Word for word, return the lines from the start of the entries below through the line that has "frame is three".

Collected data:

********

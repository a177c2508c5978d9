//! Binary coordinate trajectories in the CHARMM/NAMD DCD layout.
//!
//! A DCD file is a sequence of Fortran unformatted records, each framed by
//! its byte length as a 32-bit integer on both sides. The header holds the
//! frame count, first step, save interval and time step; each frame is three
//! records of single-precision X, Y and Z coordinates in ångström.
//!
//! Frames are assembled in memory and written with a single `write_all`. If
//! the write fails the file is truncated back to the last complete frame, so
//! a reader never sees a partial frame produced by this writer.

use crate::error::{MdError, Result};
use crate::reporter::{Frame, Reporter};
use crate::units::{AKMA_TIME_PS, NM_TO_ANGSTROM};
use itertools::izip;
use nalgebra::Vector3;
use std::fs::{File, OpenOptions};
use std::io::{BufReader, Read, Seek, SeekFrom, Write};
use std::path::{Path, PathBuf};

const HEADER_MAGIC: &[u8; 4] = b"CORD";
const HEADER_RECORD_LEN: i32 = 84;
const CHARMM_VERSION: i32 = 24;
const TITLE_LINE_LEN: usize = 80;
const MAX_TITLE_LINES: usize = 64;
/// Largest atom count whose coordinate block length fits the i32 record marker.
const MAX_ATOMS: usize = i32::MAX as usize / 4;

// Byte offsets of the fields patched after every frame.
const NSET_OFFSET: u64 = 8;
const ISTART_OFFSET: u64 = 12;
const NSTEP_OFFSET: u64 = 20;

/// Writes frames to a DCD file, keeping the header consistent after every frame.
pub struct DcdWriter {
    file: File,
    path: PathBuf,
    n_atoms: usize,
    interval: u64,
    frames: u64,
    first_step: Option<u64>,
    committed_len: u64,
}
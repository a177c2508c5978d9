use crate::io::write_final_positions;
use md_engine::{MinimizationReport, PhaseSummary, ProtocolSummary, RunError, System};
use nalgebra::Vector3;
use tracing::{error, info, warn};

pub fn report_protocol(system: &System, summary: &ProtocolSummary) {
    report_minimization(&summary.minimization);
    report_phase(&summary.equilibration);
    if let Some(production) = &summary.production {
        report_phase(production);
        info!("  Trajectory frames written: {}", summary.trajectory_frames);
    }
    if summary.cancelled() {
        warn!("Run was cancelled before completion");
    }
    log_positions(
        system,
        &summary.final_state.positions,
        summary.final_state.potential_energy,
    );
}

fn report_minimization(report: &MinimizationReport) {
    info!("\nMinimization: {} after {} iterations", report.termination, report.iterations);
    info!(
        "  Energy: {:.6} -> {:.6} kJ/mol",
        report.initial_energy, report.final_energy
    );
    info!(
        "  RMS force: {:.4} kJ/mol/nm, max force: {:.4} kJ/mol/nm",
        report.rms_force, report.max_force
    );
}

fn report_phase(phase: &PhaseSummary) {
    let speed = phase
        .ns_per_day
        .map_or_else(|| "--".to_string(), |s| format!("{:.3}", s));
    info!(
        "\n{}: {} steps (last step {}){}",
        phase.stage,
        phase.steps,
        phase.last_step,
        if phase.cancelled { ", cancelled" } else { "" }
    );
    info!(
        "  Final temperature: {:.2} K, potential energy: {:.6} kJ/mol",
        phase.final_temperature, phase.final_potential_energy
    );
    info!("  Wall time: {:.2} s, speed: {} ns/day", phase.wall_time.as_secs_f64(), speed);
}

pub fn report_failure(system: &System, err: &RunError) {
    error!(
        "{} stopped at step {} with {}: {}",
        err.stage,
        err.last_step,
        err.kind(),
        err.source
    );
    if let Some(frame) = &err.last_frame {
        info!("Last valid configuration (step {}, {:.4} ps):", frame.step, frame.time);
        log_positions(system, &frame.positions, f64::NAN);
    }
}

fn log_positions(system: &System, positions: &[Vector3<f64>], energy: f64) {
    let mut buffer = Vec::new();
    match write_final_positions(&mut buffer, system.topology(), positions, energy) {
        Ok(()) => info!("\n{}", String::from_utf8_lossy(&buffer)),
        Err(e) => warn!("Could not format coordinates: {}", e),
    }
}
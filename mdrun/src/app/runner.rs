use super::report::{report_failure, report_protocol};
use super::system::PreparedSystem;
use color_eyre::eyre::{Result, WrapErr};
use md_engine::{run_protocol, ProtocolSummary, SimulationConfig};
use tracing::info;

/// Run minimization, equilibration and production. Statistics go to stdout.
pub fn run_simulation(prepared: &PreparedSystem, config: &SimulationConfig) -> Result<ProtocolSummary> {
    info!("#####################################################");
    info!("---------------- Starting MD Protocol ---------------");
    info!("#####################################################");
    info!("  Temperature: {}", config.temperature);
    info!("  Friction: {}", config.friction);
    info!("  Time step: {}", config.timestep);
    info!(
        "  Equilibration: {} steps, Production: {} steps",
        config.equilibration.steps, config.production.steps
    );
    info!("  Trajectory: {}", config.production.trajectory.display());

    let stdout = std::io::stdout();
    let mut console = stdout.lock();
    match run_protocol(&prepared.system, prepared.positions.clone(), config, &mut console) {
        Ok(summary) => {
            report_protocol(&prepared.system, &summary);
            Ok(summary)
        }
        Err(err) => {
            report_failure(&prepared.system, &err);
            Err(err).wrap_err("Simulation failed")
        }
    }
}
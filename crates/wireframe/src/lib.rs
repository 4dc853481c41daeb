//! Wireframe - deterministic layout for semantic UI wireframes.
//!
//! A wireframe generator describes a screen as a list of typed components
//! (navbar, sidebar, cards, forms, buttons, ...) without trustworthy
//! geometry. This crate assigns every component an absolute position and
//! size on a fixed-width canvas, then writes the result back as JSON or
//! draws it as an SVG preview.

pub mod config;
pub mod layout;

mod error;
mod export;

pub use wireframe_core::{color, geometry, semantic};

pub use error::WireframeError;

use log::{debug, info, trace};

use wireframe_core::{
    geometry::Size,
    semantic::{Document, Placeable},
};

use config::AppConfig;
use export::Exporter;
use layout::Engine;

/// Builder for parsing, laying out and rendering wireframe documents.
///
/// # Examples
///
/// ```rust
/// use wireframe::{WireframeBuilder, config::AppConfig};
///
/// let source = r#"[
///     {"type": "button", "label": "Save"},
///     {"type": "navbar", "label": "Top"}
/// ]"#;
///
/// let builder = WireframeBuilder::new(AppConfig::default()).expect("Invalid config");
/// let document = builder.parse(source).expect("Failed to parse");
/// let document = builder.layout(document);
///
/// let json = builder.render_json(&document).expect("Failed to render");
/// assert!(json.contains("\"navbar\""));
///
/// let svg = builder.render_svg(&document, None).expect("Failed to render");
/// assert!(svg.contains("<svg"));
/// ```
#[derive(Debug, Default)]
pub struct WireframeBuilder {
    config: AppConfig,
}

impl WireframeBuilder {
    /// Create a new builder with the given configuration.
    ///
    /// # Arguments
    ///
    /// * `config` - Application configuration including canvas and style settings
    ///
    /// # Errors
    ///
    /// Returns [`WireframeError::Config`] if the canvas size, gap or
    /// background color is invalid. Every later operation relies on a
    /// validated configuration.
    pub fn new(config: AppConfig) -> Result<Self, WireframeError> {
        config.validate().map_err(WireframeError::Config)?;
        Ok(Self { config })
    }

    /// Returns the configuration this builder was created with.
    pub fn config(&self) -> &AppConfig {
        &self.config
    }

    /// Parse a JSON document: a bare shape array, a `{ "shapes": [...] }`
    /// object or a blueprint with `screens`.
    ///
    /// # Errors
    ///
    /// Returns [`WireframeError::Json`] carrying the source text when the
    /// input is not valid JSON or matches none of the document forms.
    pub fn parse(&self, source: &str) -> Result<Document, WireframeError> {
        info!("Parsing document");

        let document: Document = serde_json::from_str(source)
            .map_err(|err| WireframeError::new_json_error(err, source))?;

        debug!(layouts_count = document.layout_count(); "Document parsed successfully");
        trace!(document:?; "Parsed document");

        Ok(document)
    }

    /// Lay out every shape list of `document`.
    ///
    /// Blueprint screens are laid out independently of each other. Fields
    /// the engine does not interpret are kept as they are.
    pub fn layout(&self, document: Document) -> Document {
        let engine = self.config.layout().engine();
        info!(layouts_count = document.layout_count(); "Laying out document");

        match document {
            Document::Shapes(shapes) => Document::Shapes(place_logged(engine, &shapes)),
            Document::ShapeList(list) => {
                let shapes = place_logged(engine, list.shapes());
                Document::ShapeList(list.with_shapes(shapes))
            }
            Document::Blueprint(blueprint) => {
                Document::Blueprint(blueprint.map_screens(|screen| {
                    debug!(screen = screen.id(); "Laying out screen");
                    let components = place_logged(engine, screen.components());
                    screen.with_components(components)
                }))
            }
        }
    }

    /// Render a document as pretty printed JSON.
    ///
    /// # Errors
    ///
    /// Returns [`WireframeError::Export`] if serialization fails.
    pub fn render_json(&self, document: &Document) -> Result<String, WireframeError> {
        let output = export::json::Json.export_document(document)?;
        info!("JSON rendered successfully");
        Ok(output)
    }

    /// Render an SVG preview of an already laid-out document.
    ///
    /// For blueprints, `screen` selects the screen by id or name; without it
    /// the first screen is drawn.
    ///
    /// # Errors
    ///
    /// Returns [`WireframeError::Screen`] if no screen can be selected, or
    /// [`WireframeError::Export`] for rendering failures.
    pub fn render_svg(
        &self,
        document: &Document,
        screen: Option<&str>,
    ) -> Result<String, WireframeError> {
        let layout = self.config.layout();
        let canvas = Size::new(layout.canvas_width(), layout.canvas_height());

        let exporter = export::svg::SvgBuilder::new(canvas, layout.gap())
            .with_style(self.config.style())
            .with_screen(screen)
            .build()?;
        let svg = exporter.export_document(document)?;

        info!("SVG rendered successfully");
        Ok(svg)
    }
}

fn place_logged<T: Placeable>(engine: Engine, items: &[T]) -> Vec<T> {
    let (placed, report) = engine.layout_with_report(items);
    debug!(
        items_count = items.len(),
        groups_count = report.groups(),
        cursor_y = report.cursor_y();
        "Layout calculated"
    );
    placed
}
//! Integration tests for the WireframeBuilder API

use serde_json::{Value, json};

use wireframe::{
    WireframeBuilder, WireframeError,
    config::{AppConfig, LayoutConfig, StyleConfig},
    semantic::Document,
};

const BLUEPRINT: &str = r#"{
    "name": "Invoicer",
    "stories": [{"id": "s1", "title": "Send an invoice"}],
    "screens": [
        {
            "id": "dashboard",
            "name": "Dashboard",
            "path": "/",
            "components": [
                {"id": "c1", "type": "card", "label": "Outstanding", "props": {"currency": "EUR"}},
                {"id": "c2", "type": "navbar", "label": "Top"}
            ]
        },
        {
            "id": "settings",
            "name": "Settings",
            "path": "/settings",
            "components": [
                {"id": "c3", "type": "form", "label": "Profile"}
            ]
        }
    ],
    "userFlow": {"nodes": [], "edges": []}
}"#;

#[test]
fn test_builder_api_exists() {
    let _builder = WireframeBuilder::default();
}

#[test]
fn test_parse_bare_array() {
    let builder = WireframeBuilder::default();
    let document = builder
        .parse(r#"[{"type": "card", "label": "A"}]"#)
        .expect("Failed to parse");
    assert!(matches!(document, Document::Shapes(ref shapes) if shapes.len() == 1));
}

#[test]
fn test_parse_invalid_json_keeps_source() {
    let source = "[{\"type\": \"card\",]";
    let err = WireframeBuilder::default().parse(source).unwrap_err();

    match err {
        WireframeError::Json { src, .. } => assert_eq!(src, source),
        other => panic!("Expected Json error, got {other:?}"),
    }
}

#[test]
fn test_parse_rejects_unrelated_json() {
    let result = WireframeBuilder::default().parse(r#"{"nodes": []}"#);
    assert!(matches!(result, Err(WireframeError::Json { .. })));
}

#[test]
fn test_layout_shape_list_keeps_envelope() {
    let builder = WireframeBuilder::default();
    let document = builder
        .parse(r#"{"requestId": "r-42", "shapes": [{"type": "navbar", "label": "Top"}]}"#)
        .unwrap();
    let json = builder.render_json(&builder.layout(document)).unwrap();

    let value: Value = serde_json::from_str(&json).unwrap();
    assert_eq!(value["requestId"], "r-42");
    assert_eq!(value["shapes"][0]["width"], json!(1024.0));
    assert_eq!(value["shapes"][0]["height"], json!(56.0));
}

#[test]
fn test_layout_blueprint_per_screen() {
    let builder = WireframeBuilder::default();
    let document = builder.layout(builder.parse(BLUEPRINT).unwrap());
    let value: Value = serde_json::from_str(&builder.render_json(&document).unwrap()).unwrap();

    assert_eq!(value["name"], "Invoicer");
    assert_eq!(value["stories"][0]["title"], "Send an invoice");
    assert_eq!(value["userFlow"], json!({"nodes": [], "edges": []}));

    let dashboard = &value["screens"][0]["components"];
    assert_eq!(dashboard[0]["id"], "c2");
    assert_eq!(dashboard[0]["position"], json!({"x": 0.0, "y": 0.0}));
    assert_eq!(dashboard[1]["id"], "c1");
    assert_eq!(dashboard[1]["props"], json!({"currency": "EUR"}));
    assert_eq!(dashboard[1]["position"], json!({"x": 16.0, "y": 72.0}));

    // Each screen starts from an empty canvas.
    let settings = &value["screens"][1]["components"];
    assert_eq!(settings[0]["position"], json!({"x": 16.0, "y": 16.0}));
    assert_eq!(settings[0]["size"], json!({"width": 992.0, "height": 280.0}));
}

#[test]
fn test_render_svg_selects_screen() {
    let builder = WireframeBuilder::default();
    let document = builder.layout(builder.parse(BLUEPRINT).unwrap());

    let first = builder.render_svg(&document, None).unwrap();
    assert!(first.contains("<svg"));
    assert!(first.contains("Outstanding"));

    let settings = builder.render_svg(&document, Some("settings")).unwrap();
    assert!(settings.contains("Profile"));
    assert!(!settings.contains("Outstanding"));

    let err = builder.render_svg(&document, Some("billing")).unwrap_err();
    assert!(matches!(err, WireframeError::Screen(_)), "{err:?}");
}

#[test]
fn test_builder_rejects_invalid_background_color() {
    let config = AppConfig::new(
        LayoutConfig::default(),
        StyleConfig::default().with_background_color("not-a-color"),
    );

    let err = WireframeBuilder::new(config).unwrap_err();
    assert!(matches!(err, WireframeError::Config(_)), "{err:?}");
}

#[test]
fn test_builder_rejects_invalid_canvas() {
    for layout in [
        LayoutConfig::new(1024.0, 768.0, f32::NAN),
        LayoutConfig::new(1024.0, 768.0, -1.0),
        LayoutConfig::new(0.0, 768.0, 16.0),
        LayoutConfig::new(f32::INFINITY, 768.0, 16.0),
    ] {
        let err = WireframeBuilder::new(AppConfig::new(layout, StyleConfig::default())).unwrap_err();
        assert!(matches!(err, WireframeError::Config(_)), "{layout:?}: {err:?}");
    }
}

#[test]
fn test_builder_uses_configured_canvas() {
    let config = AppConfig::new(LayoutConfig::new(800.0, 600.0, 8.0), StyleConfig::default());
    let builder = WireframeBuilder::new(config).unwrap();

    let document = builder
        .parse(r#"[{"type": "navbar", "label": "Top"}, {"type": "text", "label": "Hi"}]"#)
        .unwrap();
    let json = builder.render_json(&builder.layout(document)).unwrap();
    let value: Value = serde_json::from_str(&json).unwrap();

    assert_eq!(value[0]["width"], json!(800.0));
    assert_eq!(value[1]["x"], json!(8.0));
    assert_eq!(value[1]["y"], json!(64.0));
    assert_eq!(value[1]["width"], json!(784.0));
}

#[test]
fn test_layout_is_deterministic() {
    let builder = WireframeBuilder::default();
    let document = builder.parse(BLUEPRINT).unwrap();

    let first = builder.layout(document.clone());
    let second = builder.layout(document);
    assert_eq!(first, second);
}
//! The closed set of semantic component kinds.

use std::{convert::Infallible, fmt, str::FromStr};

use serde::{Deserialize, Serialize};

/// Semantic kind of a wireframe component.
///
/// The names match the external `type` strings (kebab-case). Any other string
/// is kept verbatim in [`ComponentKind::Other`] so it round-trips unchanged.
///
/// # Examples
///
/// ```
/// # use wireframe_core::semantic::ComponentKind;
/// let kind: ComponentKind = "data-table".parse().unwrap();
/// assert_eq!(kind, ComponentKind::DataTable);
///
/// let custom: ComponentKind = "stepper".parse().unwrap();
/// assert_eq!(custom.as_str(), "stepper");
/// ```
#[derive(Debug, Clone, PartialEq, Eq, Hash, Serialize, Deserialize)]
#[serde(from = "String", into = "String")]
pub enum ComponentKind {
    Navbar,
    Sidebar,
    DataTable,
    Form,
    Card,
    List,
    Button,
    Input,
    Chart,
    Modal,
    Text,
    Image,
    Container,
    /// An unrecognized type string.
    Other(String),
}

impl ComponentKind {
    /// Returns the external `type` string for this kind.
    pub fn as_str(&self) -> &str {
        match self {
            Self::Navbar => "navbar",
            Self::Sidebar => "sidebar",
            Self::DataTable => "data-table",
            Self::Form => "form",
            Self::Card => "card",
            Self::List => "list",
            Self::Button => "button",
            Self::Input => "input",
            Self::Chart => "chart",
            Self::Modal => "modal",
            Self::Text => "text",
            Self::Image => "image",
            Self::Container => "container",
            Self::Other(name) => name,
        }
    }

    /// Returns true for kinds that reserve a fixed strip of the canvas
    /// (navbar and sidebar).
    pub fn is_structural(&self) -> bool {
        matches!(self, Self::Navbar | Self::Sidebar)
    }
}

impl FromStr for ComponentKind {
    type Err = Infallible;

    fn from_str(s: &str) -> Result<Self, Self::Err> {
        let kind = match s {
            "navbar" => Self::Navbar,
            "sidebar" => Self::Sidebar,
            "data-table" => Self::DataTable,
            "form" => Self::Form,
            "card" => Self::Card,
            "list" => Self::List,
            "button" => Self::Button,
            "input" => Self::Input,
            "chart" => Self::Chart,
            "modal" => Self::Modal,
            "text" => Self::Text,
            "image" => Self::Image,
            "container" => Self::Container,
            other => Self::Other(other.to_string()),
        };
        Ok(kind)
    }
}

impl From<String> for ComponentKind {
    fn from(value: String) -> Self {
        match value.parse() {
            Ok(Self::Other(_)) => Self::Other(value),
            Ok(kind) => kind,
            Err(never) => match never {},
        }
    }
}

impl From<&str> for ComponentKind {
    fn from(value: &str) -> Self {
        match value.parse() {
            Ok(kind) => kind,
            Err(never) => match never {},
        }
    }
}

impl From<ComponentKind> for String {
    fn from(kind: ComponentKind) -> Self {
        match kind {
            ComponentKind::Other(name) => name,
            known => known.as_str().to_string(),
        }
    }
}

impl fmt::Display for ComponentKind {
    fn fmt(&self, f: &mut fmt::Formatter<'_>) -> fmt::Result {
        f.write_str(self.as_str())
    }
}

********

* [COMPLETED TASK]:
repository a177c2508c5978d9
//! Binary coordinate trajectories in the CHARMM/NAMD DCD layout.
//!
//! A DCD file is a sequence of Fortran unformatted records, each framed by
//! its byte length as a 32-bit integer on both sides. The header holds the
//! frame count, first step, save interval and time step; each frame is three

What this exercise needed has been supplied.